I used 2 metres of L/Weight Poly Crepe Stretch Jersey Floral Print  at £4.70/metre from cheapesmaterialsuk – an ebay seller that I have used in the past.

The construction of this top was super-easy. In less than 1 hour I had completed the top. As my overlocker was still threaded with Jade thread, instead I used my sewing machine and the ‘lightning’ stitch for the construction. The only changes that I made were to reduce the length of the bodice by 2 inches and add a cuff of approximately 1 inch to the sleeves. This latter is now my preferred method for finishing sleeves as it means I can adjust the length if they are too short and it is also provides a good clean way to finish the sleeve without having to use the twin needle.

Scarlett version 1

I was so pleased with this new pattern that I almost immediately cut out and stitched another version using a plain Jade viscose jersey. More about that in another post.

Sequinned Lace Dress

This project that took so long to complete. It is the dress for which I made the wearable toile featured in an earlier post. The dress is made using re-embroidered and sequinned lace over a matching Satin lining both of which were bought from Fabricland, Salisbury branch.

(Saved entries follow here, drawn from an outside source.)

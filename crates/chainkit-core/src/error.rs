use std::fmt::Debug;

use thiserror::Error;

#[derive(Debug, Clone, PartialEq, Eq, Error)]
/// Error type for distribution, process, policy, and decision-process
/// construction and queries.
pub enum ChainError {
    #[error("no transition entry for state {state}")]
    UnknownState { state: String },

    #[error("no outcome entry for action {action} in state {state}")]
    UnknownAction { state: String, action: String },

    #[error("invalid distribution: {reason}")]
    InvalidDistribution { reason: String },

    #[error("invalid transition map: {reason}")]
    InvalidTransitionMap { reason: String },

    #[error("invalid decision process: state {state} has no actions")]
    InvalidMdp { state: String },
}

impl ChainError {
    pub(crate) fn unknown_state<S: Debug>(state: &S) -> Self {
        ChainError::UnknownState {
            state: format!("{state:?}"),
        }
    }

    pub(crate) fn unknown_action<S: Debug, A: Debug>(state: &S, action: &A) -> Self {
        ChainError::UnknownAction {
            state: format!("{state:?}"),
            action: format!("{action:?}"),
        }
    }

    pub(crate) fn invalid_mdp<S: Debug>(state: &S) -> Self {
        ChainError::InvalidMdp {
            state: format!("{state:?}"),
        }
    }
}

Front Bodice – careful motif placement!

I laid out the lace so that I could identify the major motifs in the design and decide on placement. In order to ensure that the motifs were centred correctly on the bodice I traced off the front bodice onto folded paper so that I had a full pattern. This enabled me to centre up the main motif and also, very important, ensure that there was no flower exactly over the apex of my bust.

I cut the exact same patterns from the satin and mounted the lace onto its corresponding piece. Construction was quite straight forward.

Back Bodice, nb beautiful lapped zip insertion

I finally finished the centre back zip insertion for which I used my favourite lapped insertion method with a hand-picked final stitching.

To add a little extra feature, I machined the hem of the lining using a ‘scallop’ stitch.

I had hoped to get the dress completed in time to take to the retreat but it was not to be. Instead I wore the Iced Rose Scuba Velvet Jodi dress – that’s me third from the left in the front row.

KB Sewing Retreat, May 2019

Still,now I have a fancy new dress, just waiting for a party or function to attend so that I can wear it.

Lace Dress – waiting for the right party!